By Anthony C. Valiulis

Effective December 1, 2006, the U.S. Congress has amended the Federal Rules of Civil Procedure to offer, at least in theory, some relief to parties producing electronically stored documents in litigation, including e-mails. Recognizing the tremendous cost that electronic discovery has imposed on the business community, Congress has finally taken a first step to ease the burden. Under amended Rule 26(b)(2)(B), a party has the right to object to the production of electronically stored information if it can show that the information is not reasonably accessible because of undue burden or cost. Ultimately, the court can still order the party to produce the information, and it retains the discretion to allocate the cost. Although the long-term implications of this and other amended rules remain to be seen, it is important to review your internal policies now and begin monitoring and controlling your employees' e-mail usage.

The Benefits of Electronic Communication…

E-mail is a classic two-edged sword, with its countless benefits on one hand and its significant drawbacks on the other. It has become so much a part of the business world that we often wonder how we ever survived without it. E-mail gives us a fast and convenient means of communicating with people as close as next door and as far away as the other side of the globe. It makes no difference how far away the correspondents may be. With e-mail, communication is virtually instantaneous.

Just as important, you can access e-mail anytime from almost any location, whether it's from a desktop computer with Internet access or on the go with a cell phone, PDA or other wireless device. In fact, e-mail is so pervasive, so easy and so accessible that people mistakenly treat it just like conversation. But that can cause problems, especially for businesses.

…And the Risks

E-mail is not conversation, no matter how it is treated. Much like an impromptu verbal exchange, however, people often take an overly informal approach to e-mails, with little or no regard to grammar, spelling or content. What's more, they fail to recognize that e-mail is a written record and seldom take the time to review and edit their messages before clicking "send." That lack of review all too often can lead to unintended consequences.

Unlike conversation, the act of sending a single e-mail creates a series of almost permanent records. Copies proliferate everywhere: on the sender's and recipient's computers, on the server if part of a network, in the form of back-ups and archives, as well as throughout the Internet. What results are permanent records of comments that people make quickly—without thought and without review. These messages can easily come back to haunt both the person who made them and his or her company.

More and more, e-mails are being used in court as evidence in a variety of cases. We find them in business disputes and employment matters (including discrimination and sexual harassment cases), as well as antitrust cases, trade secret litigation and many other types of matters.
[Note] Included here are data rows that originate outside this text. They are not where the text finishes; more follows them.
//! The MNIST database as four uncompressed IDX files (all integers big-endian):
//!
//! * images: `magic (2051) | count | rows | cols | pixels...`
//! * labels: `magic (2049) | count | labels...`

use std::{
    fs::{self, File},
    io::Read,
    path::PathBuf,
};

use log::debug;

use crate::{
    DataErr, Result,
    provider::{DatasetInfo, DatasetProvider, RawSplit, Split},
};

pub const MNIST: &str = "mnist";
pub const NUM_CLASSES: usize = 10;

const IMAGES_MAGIC: u32 = 2051;
const LABELS_MAGIC: u32 = 2049;

/// Serves MNIST out of a directory holding its four standard IDX files.
#[derive(Debug, Clone)]
pub struct MnistIdxProvider {
    dir: PathBuf,
}

impl MnistIdxProvider {
    /// Creates a new `MnistIdxProvider`.
    ///
    /// # Arguments
    /// * `dir` - The directory holding `train-images-idx3-ubyte`, `train-labels-idx1-ubyte`,
    ///   `t10k-images-idx3-ubyte` and `t10k-labels-idx1-ubyte`.
    pub fn new(dir: impl Into<PathBuf>) -> Self {
        Self { dir: dir.into() }
    }

    fn file_names(split: Split) -> (&'static str, &'static str) {
        match split {
            Split::Train => ("train-images-idx3-ubyte", "train-labels-idx1-ubyte"),
            Split::Test => ("t10k-images-idx3-ubyte", "t10k-labels-idx1-ubyte"),
        }
    }

    fn path(&self, name: &str) -> Result<PathBuf> {
        let path = self.dir.join(name);

        if !path.is_file() {
            return Err(DataErr::MissingFile(path));
        }

        Ok(path)
    }

    fn check_name(name: &str) -> Result<()> {
        if name != MNIST {
            return Err(DataErr::UnknownDataset(name.to_string()));
        }

        Ok(())
    }

    /// Reads the image header of a split without loading its pixels.
    fn header(&self, split: Split) -> Result<(usize, usize, usize)> {
        let (images, _) = Self::file_names(split);
        let mut header = [0; 16];

        let mut file = File::open(self.path(images)?)?;
        let read = file.read(&mut header)?;
        parse_idx3_header(&header[..read])
    }
}

impl DatasetProvider for MnistIdxProvider {
    fn info(&self, name: &str) -> Result<DatasetInfo> {
        Self::check_name(name)?;

        let (train_examples, rows, cols) = self.header(Split::Train)?;
        let (test_examples, ..) = self.header(Split::Test)?;

        Ok(DatasetInfo {
            name: MNIST.to_string(),
            num_classes: NUM_CLASSES,
            image_shape: (rows, cols, 1),
            train_examples,
            test_examples,
        })
    }

    fn load(&self, name: &str, split: Split) -> Result<RawSplit> {
        Self::check_name(name)?;

        let (images, labels) = Self::file_names(split);
        let images = fs::read(self.path(images)?)?;
        let labels = fs::read(self.path(labels)?)?;
        debug!("read {} image and {} label bytes", images.len(), labels.len());

        let (count, rows, cols, pixels) = parse_idx3_images(&images)?;
        let labels = parse_idx1_labels(&labels)?;

        if count != labels.len() {
            return Err(DataErr::CountMismatch {
                images: count,
                labels: labels.len(),
            });
        }

        RawSplit::new((rows, cols, 1), pixels.to_vec(), labels.to_vec())
    }
}

/// Reads a big-endian u32 from `data` at byte offset `off`.
fn read_u32_be(data: &[u8], off: usize) -> u32 {
    u32::from_be_bytes([data[off], data[off + 1], data[off + 2], data[off + 3]])
}

fn check_len(what: &'static str, data: &[u8], expected: usize) -> Result<()> {
    if data.len() < expected {
        return Err(DataErr::Truncated {
            what,
            expected,
            got: data.len(),
        });
    }

    Ok(())
}

fn parse_idx3_header(data: &[u8]) -> Result<(usize, usize, usize)> {
    check_len("IDX3 header", data, 16)?;

    let magic = read_u32_be(data, 0);
    if magic != IMAGES_MAGIC {
        return Err(DataErr::InvalidMagic {
            expected: IMAGES_MAGIC,
            got: magic,
        });
    }

    let count = read_u32_be(data, 4) as usize;
    let rows = read_u32_be(data, 8) as usize;
    let cols = read_u32_be(data, 12) as usize;
    Ok((count, rows, cols))
}

/// Parses an IDX3 image file.
///
/// # Returns
/// The image count, rows, cols and every pixel back to back.
pub fn parse_idx3_images(data: &[u8]) -> Result<(usize, usize, usize, &[u8])> {
    let (count, rows, cols) = parse_idx3_header(data)?;

    let end = count
        .checked_mul(rows)
        .and_then(|n| n.checked_mul(cols))
        .and_then(|n| n.checked_add(16))
        .ok_or_else(|| DataErr::InvalidHeader {
            what: "IDX3 header",
            dims: vec![count, rows, cols],
        })?;

    check_len("IDX3 file", data, end)?;
    Ok((count, rows, cols, &data[16..end]))
}

/// Parses an IDX1 label file.
pub fn parse_idx1_labels(data: &[u8]) -> Result<&[u8]> {
    check_len("IDX1 header", data, 8)?;

    let magic = read_u32_be(data, 0);
    if magic != LABELS_MAGIC {
        return Err(DataErr::InvalidMagic {
            expected: LABELS_MAGIC,
            got: magic,
        });
    }

    let count = read_u32_be(data, 4) as usize;
    let end = count.checked_add(8).ok_or_else(|| DataErr::InvalidHeader {
        what: "IDX1 header",
        dims: vec![count],
    })?;

    check_len("IDX1 file", data, end)?;
    Ok(&data[8..end])
}

#[cfg(test)]
mod tests {
    use std::{env, path::Path};

    use super::*;

    /// Builds IDX3 image bytes out of raw images.
    fn build_idx3_bytes(images: &[&[u8]], rows: u32, cols: u32) -> Vec<u8> {
        let mut buf = Vec::new();
        buf.extend_from_slice(&IMAGES_MAGIC.to_be_bytes());
        buf.extend_from_slice(&(images.len() as u32).to_be_bytes());
        buf.extend_from_slice(&rows.to_be_bytes());
        buf.extend_from_slice(&cols.to_be_bytes());
        images.iter().for_each(|img| buf.extend_from_slice(img));
        buf
    }

    /// Builds IDX1 label bytes.
    fn build_idx1_bytes(labels: &[u8]) -> Vec<u8> {
        let mut buf = Vec::new();
        buf.extend_from_slice(&LABELS_MAGIC.to_be_bytes());
        buf.extend_from_slice(&(labels.len() as u32).to_be_bytes());
        buf.extend_from_slice(labels);
        buf
    }

    /// Writes a tiny MNIST-shaped dataset (`rows x cols` images) into `dir`.
    fn write_idx_files(
        dir: &Path,
        rows: u32,
        cols: u32,
        train: (&[&[u8]], &[u8]),
        test: (&[&[u8]], &[u8]),
    ) -> Result<()> {
        fs::create_dir_all(dir)?;

        for (split, (images, labels)) in [(Split::Train, train), (Split::Test, test)] {
            let (images_name, labels_name) = MnistIdxProvider::file_names(split);
            fs::write(dir.join(images_name), build_idx3_bytes(images, rows, cols))?;
            fs::write(dir.join(labels_name), build_idx1_bytes(labels))?;
        }

        Ok(())
    }

    fn temp_dir(name: &str) -> PathBuf {
        env::temp_dir().join(format!("mnist-{name}-{}", std::process::id()))
    }

    #[test]
    fn parse_idx3() {
        let bytes = build_idx3_bytes(&[&[0; 4], &[255; 4]], 2, 2);
        let (count, rows, cols, pixels) = parse_idx3_images(&bytes).unwrap();

        assert_eq!((count, rows, cols), (2, 2, 2));
        assert_eq!(pixels, [0, 0, 0, 0, 255, 255, 255, 255]);
    }

    #[test]
    fn parse_idx1() {
        let bytes = build_idx1_bytes(&[0, 1, 2, 9, 5]);
        assert_eq!(parse_idx1_labels(&bytes).unwrap(), [0, 1, 2, 9, 5]);
    }

    #[test]
    fn invalid_magic() {
        let mut bytes = build_idx3_bytes(&[&[0; 4]], 2, 2);
        bytes[3] = 99;
        assert!(matches!(
            parse_idx3_images(&bytes),
            Err(DataErr::InvalidMagic { expected: 2051, .. })
        ));

        let mut bytes = build_idx1_bytes(&[0, 1]);
        bytes[3] = 99;
        assert!(matches!(
            parse_idx1_labels(&bytes),
            Err(DataErr::InvalidMagic { expected: 2049, .. })
        ));
    }

    #[test]
    fn impossible_headers_are_errors() {
        let mut bytes = IMAGES_MAGIC.to_be_bytes().to_vec();
        for _ in 0..3 {
            bytes.extend_from_slice(&u32::MAX.to_be_bytes());
        }

        assert!(matches!(
            parse_idx3_images(&bytes),
            Err(DataErr::InvalidHeader { what: "IDX3 header", .. })
        ));
    }

    #[test]
    fn truncated_files() {
        let bytes = build_idx3_bytes(&[&[0; 4], &[0; 4]], 2, 2);
        assert!(matches!(
            parse_idx3_images(&bytes[..bytes.len() - 1]),
            Err(DataErr::Truncated { .. })
        ));
        assert!(matches!(
            parse_idx1_labels(&[0, 0]),
            Err(DataErr::Truncated { .. })
        ));
    }

    #[test]
    fn provider_reads_a_directory() {
        let dir = temp_dir("provider");
        let train: [&[u8]; 3] = [&[1; 4], &[2; 4], &[3; 4]];
        let test: [&[u8]; 1] = [&[4; 4]];
        write_idx_files(&dir, 2, 2, (&train, &[0, 1, 2]), (&test, &[7])).unwrap();

        let provider = MnistIdxProvider::new(&dir);
        let info = provider.info(MNIST).unwrap();
        assert_eq!(info.image_shape, (2, 2, 1));
        assert_eq!((info.train_examples, info.test_examples), (3, 1));

        let split = provider.load(MNIST, Split::Train).unwrap();
        assert_eq!(split.labels, [0, 1, 2]);
        assert_eq!(split.pixels[4..8], [2; 4]);

        fs::remove_dir_all(dir).unwrap();
    }

    #[test]
    fn missing_files_and_unknown_names() {
        let provider = MnistIdxProvider::new(temp_dir("missing"));

        assert!(matches!(
            provider.load(MNIST, Split::Test),
            Err(DataErr::MissingFile(_))
        ));
        assert!(matches!(
            provider.info("cifar10"),
            Err(DataErr::UnknownDataset(_))
        ));
    }

    #[test]
    fn mismatched_counts() {
        let dir = temp_dir("counts");
        let images: [&[u8]; 2] = [&[0; 4], &[0; 4]];
        write_idx_files(&dir, 2, 2, (&images, &[0]), (&images, &[0, 1])).unwrap();

        let provider = MnistIdxProvider::new(&dir);
        assert!(matches!(
            provider.load(MNIST, Split::Train),
            Err(DataErr::CountMismatch { images: 2, labels: 1 })
        ));

        fs::remove_dir_all(dir).unwrap();
    }
}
Indeed, it is hard to imagine a piece of business litigation in which a company's e-mails are not potentially relevant.

We are all aware of the many high-profile cases in which e-mails have been used for devastating effect. (Simply look at recent headlines for examples, as well as the notorious Bill Gates and Microsoft case, among others.) And the reason e-mails can be so harmful is that they often contain loose language that is misleading or takes on unintended meanings. Again, that is because people tend to compose e-mails without considering the implications.
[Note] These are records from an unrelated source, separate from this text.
use ndarray::prelude::*;

use crate::{MlErr, Result};

/// Max pooling over non-overlapping windows of a channels-last input, dropping any trailing
/// rows or columns that do not fill a whole window.
#[derive(Clone, Debug)]
pub struct MaxPool2d {
    pool: (usize, usize),

    // Forward metadata
    x_dim: (usize, usize, usize, usize),
    argmax: Vec<usize>,
}

impl MaxPool2d {
    pub fn new(pool: (usize, usize)) -> Self {
        Self {
            pool,
            x_dim: (0, 0, 0, 0),
            argmax: Vec::new(),
        }
    }

    pub fn output_shape(&self, input: &[usize]) -> Option<Vec<usize>> {
        let &[h, w, c] = input else {
            return None;
        };

        let (ho, wo) = (h / self.pool.0, w / self.pool.1);
        (ho > 0 && wo > 0).then(|| vec![ho, wo, c])
    }

    pub fn forward(&mut self, x: ArrayD<f32>) -> Result<ArrayD<f32>> {
        let x = x.into_dimensionality::<Ix4>()?;
        let (n, h, w, c) = x.dim();
        let (ph, pw) = self.pool;
        let (ho, wo) = (h / ph, w / pw);

        if ho == 0 || wo == 0 {
            return Err(MlErr::InvalidInputShape {
                shape: x.shape().to_vec(),
                reason: "the input is smaller than the pooling window",
            });
        }

        let mut y = Array4::zeros((n, ho, wo, c));
        self.argmax.clear();
        self.argmax.reserve(n * ho * wo * c);

        for ((b, i, j, ch), out) in y.indexed_iter_mut() {
            let mut best = f32::NEG_INFINITY;
            let mut best_at = 0;

            for r in i * ph..(i + 1) * ph {
                for col in j * pw..(j + 1) * pw {
                    let v = x[[b, r, col, ch]];
                    if v > best {
                        best = v;
                        best_at = ((b * h + r) * w + col) * c + ch;
                    }
                }
            }

            *out = best;
            self.argmax.push(best_at);
        }

        self.x_dim = (n, h, w, c);
        Ok(y.into_dyn())
    }

    /// Routes each incoming delta to the input position that won its window.
    pub fn backward(&mut self, d: ArrayD<f32>) -> Result<ArrayD<f32>> {
        if d.len() != self.argmax.len() {
            return Err(MlErr::SizeMismatch {
                what: "max pooling deltas",
                got: d.len(),
                expected: self.argmax.len(),
            });
        }

        let mut dx = vec![0.; self.x_dim.0 * self.x_dim.1 * self.x_dim.2 * self.x_dim.3];

        // `indexed_iter_mut` above walks the output in logical order, and so does `iter`.
        for (&at, &delta) in self.argmax.iter().zip(d.iter()) {
            dx[at] += delta;
        }

        let dx = Array4::from_shape_vec(self.x_dim, dx)?;
        Ok(dx.into_dyn())
    }
}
Not only are the messages themselves potentially harmful, but the cost of extracting the information in litigation can be extremely high. (Hence, some of the new amendments.) For example, a party may be asked to obtain copies of relevant e-mails, which could require a difficult and time-consuming review of boxes of backup tapes. To make matters worse, if these backups no longer work properly, expensive computer consultants must be retained to extract the information. This effort could cost hundreds of thousands of dollars, and the company may be required to pay that cost, even with the new amendments.

E-mail Dos and Don'ts

Inaction is the most dangerous position a company can take regarding electronic communication. What follows are some practical dos and don’ts that every business should consider in order to minimize risk when faced with electronic discovery.

First, every company should create and implement an Internet policy that expressly covers the deletion of nonessential e-mails. Second, make sure your employees are aware of the policy and are trained in the proper use of e-mails. All employees should be required to sign an acknowledgement that they have read the policy, which should also be included in the employee handbook. Third, take steps to ensure that the policy is enforced. Finally, monitor all e-mails, including internal correspondence among employees. Although most employers already do this with incoming and outgoing messages, only a small percentage conduct similar monitoring with respect to internal e-mails. That oversight can be a big mistake.
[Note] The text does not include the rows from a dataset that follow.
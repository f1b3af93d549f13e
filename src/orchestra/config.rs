use std::{num::NonZeroUsize, path::PathBuf};

use datasets::mnist::MNIST;

const DEFAULT_DATA_DIR: &str = "data/mnist";
const DEFAULT_BATCH_SIZE_PER_REPLICA: NonZeroUsize = NonZeroUsize::new(128).unwrap();
const DEFAULT_EPOCHS: NonZeroUsize = NonZeroUsize::new(5).unwrap();

/// Everything a training run needs to know up front.
#[derive(Debug, Clone)]
pub struct RunConfig {
    pub dataset: String,
    pub data_dir: PathBuf,
    /// The amount of replicas, `None` for one per available core.
    pub replicas: Option<usize>,
    pub batch_size_per_replica: NonZeroUsize,
    pub epochs: NonZeroUsize,
    pub learning_rate: f32,
    /// Whether to evaluate on the test split once training is over.
    pub evaluate: bool,
    /// Seeds the parameters, dropout and shuffling, `None` for OS entropy.
    pub seed: Option<u64>,
}

impl Default for RunConfig {
    fn default() -> Self {
        Self {
            dataset: MNIST.to_string(),
            data_dir: PathBuf::from(DEFAULT_DATA_DIR),
            replicas: None,
            batch_size_per_replica: DEFAULT_BATCH_SIZE_PER_REPLICA,
            epochs: DEFAULT_EPOCHS,
            learning_rate: 1e-3,
            evaluate: true,
            seed: None,
        }
    }
}

#[cfg(test)]
mod tests {
    use super::*;

    #[test]
    fn defaults_match_the_reference_run() {
        let config = RunConfig::default();

        assert_eq!(config.dataset, "mnist");
        assert_eq!(config.data_dir, PathBuf::from("data/mnist"));
        assert_eq!(config.replicas, None);
        assert_eq!(config.batch_size_per_replica.get(), 128);
        assert_eq!(config.epochs.get(), 5);
        assert_eq!(config.learning_rate, 1e-3);
        assert!(config.evaluate);
        assert_eq!(config.seed, None);
    }
}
Equally important are the things a company should not do. For starters, don’t enforce your e-mail policy selectively. Your deletion/retention policy should apply to everyone in the organization. Don’t conduct secret monitoring of your e-mails either. Instead, inform your employees up front that you are going to monitor their electronic correspondence.

Don't retain e-mails forever or keep backups any longer than necessary. Why hold onto potentially harmful records when you don’t have to? E-mails that actually function as a type of business record should be retained as long as you would keep similar paper records. Informal messages, however, need not be saved at all. If you do choose to back them up, only keep them for a few days or weeks. Because circumstances differ from company to company, you should consult with an attorney or other advisor to ensure you are making sound legal and business decisions.

And, of course, don’t get sued or subpoenaed. If you manage to stay out of court, your e-mails will probably never hurt you. But that may be rather difficult to manage in today's litigious business environment.

If you have questions about how your company should address issues related to e-mail and the amended federal discovery rules, please contact your Much Shelist attorney. Better yet, send us an e-mail!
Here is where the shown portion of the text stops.